For several years now, the U.S. job market has been booming. And for even longer, companies have had the same complaint: They can’t find enough skilled workers. Businesses across a wide swath of industries, particularly trucking, restaurants, health care, and tech, report problems finding people with enough know-how to do the work.
This policy area has been a focus of the administration for years now. In 2018, the president signed an executive order, tasking a new “Council for the American Worker” with improving the federal government’s patchwork of job training programs and expanding apprenticeship and midcareer training programs. Yet, despite the administration’s attention, employers continue to struggle. A recent survey from the National Federation of Independent Businesses found that 35% of small business owners had job openings they were unable to fill in August, and 89% of those hiring reported having “few or no qualified applicants” for their open positions. More than a quarter of small business owners surveyed said finding qualified workers was their most important business problem.
This raises an interesting question: Why are so few businesses providing the job training required to create the skilled workers they need? While the data on employer-provided training is, in the words of one researcher, “terrible,” the existing evidence suggests companies have backed off the kind of training many provided in earlier eras.
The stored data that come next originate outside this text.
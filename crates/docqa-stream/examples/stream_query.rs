use docqa_stream::observability::init_observability;
use docqa_stream::prelude::*;

#[tokio::main(flavor = "current_thread")]
async fn main() -> Result<(), Box<dyn std::error::Error>> {
    init_observability();

    let base = std::env::var("DOCQA_API_BASE").unwrap_or_else(|_| "http://localhost:5000/api".into());
    let question = std::env::args()
        .nth(1)
        .unwrap_or_else(|| "What does the knowledge base contain?".into());

    let response = reqwest::Client::new()
        .post(format!("{}/stream-query", base.trim_end_matches('/')))
        .json(&serde_json::json!({
            "question": question,
            "mode": "auto",
            "use_stream": true,
            "top_k": 3,
        }))
        .send()
        .await?
        .error_for_status()?;

    let sink = FnSink::new()
        .start(|start| {
            if let Some(label) = start.mode.label() {
                println!("[{label}]");
            }
        })
        .delta(|text| print!("{text}"));

    let answer = StreamConsumer::query(sink)
        .config(StreamConfig::from_env()?)
        .run(StreamSource::from_response(response))
        .await?;

    println!();
    for source in answer.source_labels() {
        println!("  - {source}");
    }
    Ok(())
}
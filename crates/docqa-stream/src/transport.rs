//! Pull-based byte sources feeding a session.

use std::pin::Pin;

use bytes::Bytes;
use futures::{Stream, StreamExt as _};
use tracing::debug;

use crate::errors::TransportError;

/// Boxed response body stream, as produced by `reqwest::Response::bytes_stream`.
pub type ByteStream =
    Pin<Box<dyn Stream<Item = Result<Bytes, reqwest::Error>> + Send + 'static>>;

/// Source of response bytes.
///
/// Exactly one `next_chunk` call is outstanding at a time. `release` is called
/// once when consumption stops for any reason, and must drop whatever keeps
/// the underlying connection alive.
#[async_trait::async_trait]
pub trait ByteSource: Send {
    /// Next chunk, or `None` at end of stream.
    async fn next_chunk(&mut self) -> Result<Option<Bytes>, TransportError>;

    /// Releases the underlying reader. Further reads return `None`.
    fn release(&mut self) {}
}

/// [`ByteSource`] over any stream of byte chunks.
pub struct StreamSource<St> {
    inner: Option<St>,
}

impl<St> StreamSource<St> {
    pub fn new(stream: St) -> Self {
        Self {
            inner: Some(stream),
        }
    }

    /// True once the reader has been released.
    pub fn is_released(&self) -> bool {
        self.inner.is_none()
    }
}

impl StreamSource<ByteStream> {
    /// Wraps the body of an HTTP response.
    pub fn from_response(response: reqwest::Response) -> Self {
        Self::new(Box::pin(response.bytes_stream()))
    }
}

#[async_trait::async_trait]
impl<St, B, E> ByteSource for StreamSource<St>
where
    St: Stream<Item = Result<B, E>> + Send + Unpin,
    B: Into<Bytes> + Send,
    E: std::error::Error + Send + Sync + 'static,
{
    async fn next_chunk(&mut self) -> Result<Option<Bytes>, TransportError> {
        let Some(stream) = self.inner.as_mut() else {
            return Ok(None);
        };
        match stream.next().await {
            Some(Ok(chunk)) => Ok(Some(chunk.into())),
            Some(Err(err)) => Err(TransportError::from_source(err)),
            None => Ok(None),
        }
    }

    fn release(&mut self) {
        if self.inner.take().is_some() {
            debug!("byte source released");
        }
    }
}

/// Owns a source for the duration of one consumption and releases it on drop,
/// whichever way the consumer exits.
pub(crate) struct SourceGuard<B: ByteSource> {
    source: B,
}

impl<B: ByteSource> SourceGuard<B> {
    pub(crate) fn new(source: B) -> Self {
        Self { source }
    }

    pub(crate) async fn next_chunk(&mut self) -> Result<Option<Bytes>, TransportError> {
        self.source.next_chunk().await
    }
}

impl<B: ByteSource> Drop for SourceGuard<B> {
    fn drop(&mut self) {
        self.source.release();
    }
}
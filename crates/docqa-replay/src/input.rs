use std::num::NonZeroUsize;
use std::path::Path;

use bytes::Bytes;
use docqa_stream::StreamSource;
use futures::stream;
use tokio::io::AsyncReadExt as _;

pub type ReplayStream = stream::Iter<std::vec::IntoIter<Result<Bytes, std::io::Error>>>;

/// Reads a captured response body from `path`, or stdin for `None` / `-`.
pub async fn read_capture(path: Option<&Path>) -> std::io::Result<Bytes> {
    match path.filter(|p| p.as_os_str() != "-") {
        Some(path) => Ok(Bytes::from(tokio::fs::read(path).await?)),
        None => {
            let mut buf = Vec::new();
            tokio::io::stdin().read_to_end(&mut buf).await?;
            Ok(Bytes::from(buf))
        }
    }
}

/// Splits `body` into fixed-size chunks, as a slow network would deliver it.
pub fn chunked_source(body: Bytes, chunk_size: NonZeroUsize) -> StreamSource<ReplayStream> {
    let size = chunk_size.get();
    let chunks: Vec<Result<Bytes, std::io::Error>> = (0..body.len())
        .step_by(size)
        .map(|start| Ok(body.slice(start..(start + size).min(body.len()))))
        .collect();
    StreamSource::new(stream::iter(chunks))
}

#[cfg(test)]
mod tests {
    use super::*;
    use docqa_stream::ByteSource as _;
    use std::io::Write as _;

    #[tokio::test]
    async fn chunks_cover_the_body_in_order() {
        let mut source = chunked_source(Bytes::from_static(b"abcdefg"), NonZeroUsize::new(3).expect("nonzero"));
        let mut seen = Vec::new();
        while let Some(chunk) = source.next_chunk().await.expect("chunk") {
            seen.push(chunk);
        }
        assert_eq!(seen, vec![Bytes::from_static(b"abc"), Bytes::from_static(b"def"), Bytes::from_static(b"g")]);
    }

    #[tokio::test]
    async fn reads_capture_from_file() {
        let mut file = tempfile::NamedTempFile::new().expect("tempfile");
        file.write_all(b"{\"type\":\"done\"}\n").expect("write");
        let body = read_capture(Some(file.path())).await.expect("read");
        assert_eq!(body, Bytes::from_static(b"{\"type\":\"done\"}\n"));
    }
}
//! Newline framing over an arbitrarily chunked byte stream.
//!
//! Bytes are buffered raw and split on `\n`. A newline byte never occurs inside
//! a UTF-8 multi-byte sequence, so a character split across two chunks is
//! reassembled before its line is decoded.

use std::fmt;

use crate::errors::FramingError;

/// One complete line of the stream, without its terminator.
#[derive(Clone, Debug, PartialEq, Eq)]
pub struct LineRecord {
    number: u64,
    text: String,
}

impl LineRecord {
    /// 1-based position of the line in its stream.
    pub fn number(&self) -> u64 {
        self.number
    }

    pub fn as_str(&self) -> &str {
        &self.text
    }

    pub fn into_string(self) -> String {
        self.text
    }
}

impl fmt::Display for LineRecord {
    fn fmt(&self, f: &mut fmt::Formatter<'_>) -> fmt::Result {
        f.write_str(&self.text)
    }
}

/// Splits pushed bytes into [`LineRecord`]s, retaining the trailing fragment.
///
/// A framer belongs to exactly one stream. After the first error it yields
/// nothing more.
#[derive(Debug, Default)]
pub struct LineFramer {
    buf: Vec<u8>,
    /// Start of the first line not yet emitted.
    start: usize,
    /// Bytes before this index hold no newline.
    scanned: usize,
    lines: u64,
    max_line_bytes: Option<usize>,
    failed: bool,
}

impl LineFramer {
    pub fn new() -> Self {
        Self::default()
    }

    /// Limits how many bytes a single line may hold.
    pub fn with_max_line_bytes(mut self, limit: Option<usize>) -> Self {
        self.max_line_bytes = limit;
        self
    }

    /// Appends a chunk and returns the lines it completed, in order.
    ///
    /// Lines not pulled from the iterator stay buffered and are returned by
    /// the next call.
    pub fn feed(&mut self, chunk: &[u8]) -> Lines<'_> {
        self.push(chunk);
        Lines { framer: self }
    }

    /// Appends a chunk without draining lines.
    pub fn push(&mut self, chunk: &[u8]) {
        if self.failed {
            return;
        }
        self.compact();
        self.buf.extend_from_slice(chunk);
    }

    /// Returns the next complete line, if one is buffered.
    pub fn next_line(&mut self) -> Option<Result<LineRecord, FramingError>> {
        if self.failed {
            return None;
        }
        match self.buf[self.scanned..].iter().position(|b| *b == b'\n') {
            Some(offset) => {
                let end = self.scanned + offset;
                let begin = self.start;
                self.start = end + 1;
                self.scanned = self.start;
                self.lines += 1;
                let result = decode(self.lines, &self.buf[begin..end], self.max_line_bytes);
                self.failed = result.is_err();
                Some(result)
            }
            None => {
                self.scanned = self.buf.len();
                let pending = &self.buf[self.start..];
                // A trailing '\r' may still turn out to be half of a CRLF.
                let counted = pending.strip_suffix(b"\r").unwrap_or(pending).len();
                let limit = self.max_line_bytes.filter(|limit| counted > *limit)?;
                self.failed = true;
                Some(Err(FramingError::LineTooLong {
                    line: self.lines + 1,
                    limit,
                }))
            }
        }
    }

    /// Emits the retained fragment at end of stream.
    ///
    /// Whitespace-only fragments are dropped. Call after draining
    /// [`LineFramer::next_line`]; the framer is empty afterwards.
    pub fn flush(&mut self) -> Result<Option<LineRecord>, FramingError> {
        if self.failed {
            return Ok(None);
        }
        let raw = std::mem::take(&mut self.buf);
        let tail = &raw[self.start..];
        self.start = 0;
        self.scanned = 0;
        if tail.iter().all(u8::is_ascii_whitespace) {
            return Ok(None);
        }
        self.lines += 1;
        let result = decode(self.lines, tail, self.max_line_bytes);
        self.failed = result.is_err();
        result.map(Some)
    }

    /// Number of bytes waiting for a newline.
    pub fn pending_bytes(&self) -> usize {
        self.buf.len() - self.start
    }

    /// Drops emitted lines from the front of the buffer.
    fn compact(&mut self) {
        if self.start > 0 {
            self.buf.drain(..self.start);
            self.scanned -= self.start;
            self.start = 0;
        }
    }
}

fn decode(number: u64, raw: &[u8], max_line_bytes: Option<usize>) -> Result<LineRecord, FramingError> {
    let raw = raw.strip_suffix(b"\r").unwrap_or(raw);
    if let Some(limit) = max_line_bytes.filter(|limit| raw.len() > *limit) {
        return Err(FramingError::LineTooLong {
            line: number,
            limit,
        });
    }
    match std::str::from_utf8(raw) {
        Ok(text) => Ok(LineRecord {
            number,
            text: text.to_string(),
        }),
        Err(e) => Err(FramingError::InvalidUtf8 {
            line: number,
            reason: e.to_string(),
        }),
    }
}

/// Lines completed by a [`LineFramer::feed`] call.
pub struct Lines<'a> {
    framer: &'a mut LineFramer,
}

impl Iterator for Lines<'_> {
    type Item = Result<LineRecord, FramingError>;

    fn next(&mut self) -> Option<Self::Item> {
        self.framer.next_line()
    }
}
use std::io::{self, Stdout, Write};

use docqa_stream::{EventSink, Progress, StartInfo};

/// Writes sink events as they arrive, to stdout unless told otherwise.
pub struct PrintSink<W: Write = Stdout> {
    out: W,
    in_answer: bool,
}

impl Default for PrintSink {
    fn default() -> Self {
        Self::new(io::stdout())
    }
}

impl<W: Write> PrintSink<W> {
    pub fn new(out: W) -> Self {
        Self {
            out,
            in_answer: false,
        }
    }

    /// Ends a partially printed answer line.
    pub fn finish_line(&mut self) {
        if self.in_answer {
            let _ = writeln!(self.out);
            self.in_answer = false;
        }
    }

    #[cfg(test)]
    fn into_inner(self) -> W {
        self.out
    }
}

impl<W: Write> EventSink for PrintSink<W> {
    fn on_progress(&mut self, progress: &Progress) {
        self.finish_line();
        let _ = match progress.message.as_deref() {
            Some(message) => writeln!(self.out, "[{:>5.1}%] {}: {message}", progress.percent, progress.stage),
            None => writeln!(self.out, "[{:>5.1}%] {}", progress.percent, progress.stage),
        };
    }

    fn on_start(&mut self, start: &StartInfo) {
        self.finish_line();
        let labels: Vec<String> = start.sources.iter().map(|s| s.label()).collect();
        let _ = match start.mode.label() {
            Some(label) => writeln!(self.out, "[{label}] sources: {}", labels.join(", ")),
            None => writeln!(self.out, "[mode {}] sources: {}", start.mode, labels.join(", ")),
        };
    }

    fn on_delta(&mut self, text: &str) {
        let _ = write!(self.out, "{text}");
        let _ = self.out.flush();
        self.in_answer = true;
    }
}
A paper published in 2015 by C. Jeffrey Waddoups, an economics professor at the University of Nevada, Las Vegas, found a 28% decline in the number of workers who got training from their employers between 2001 and 2009. Those numbers were down across most industries, occupations, and demographic groups.
Two other major changes in the U.S. economy are likely also to blame here: the decimation of American unions and the “fissuring” of the American workforce.
As Robert Lerman, a fellow at the Urban Institute and an expert on apprenticeship and workforce training, laid out in a paper for the…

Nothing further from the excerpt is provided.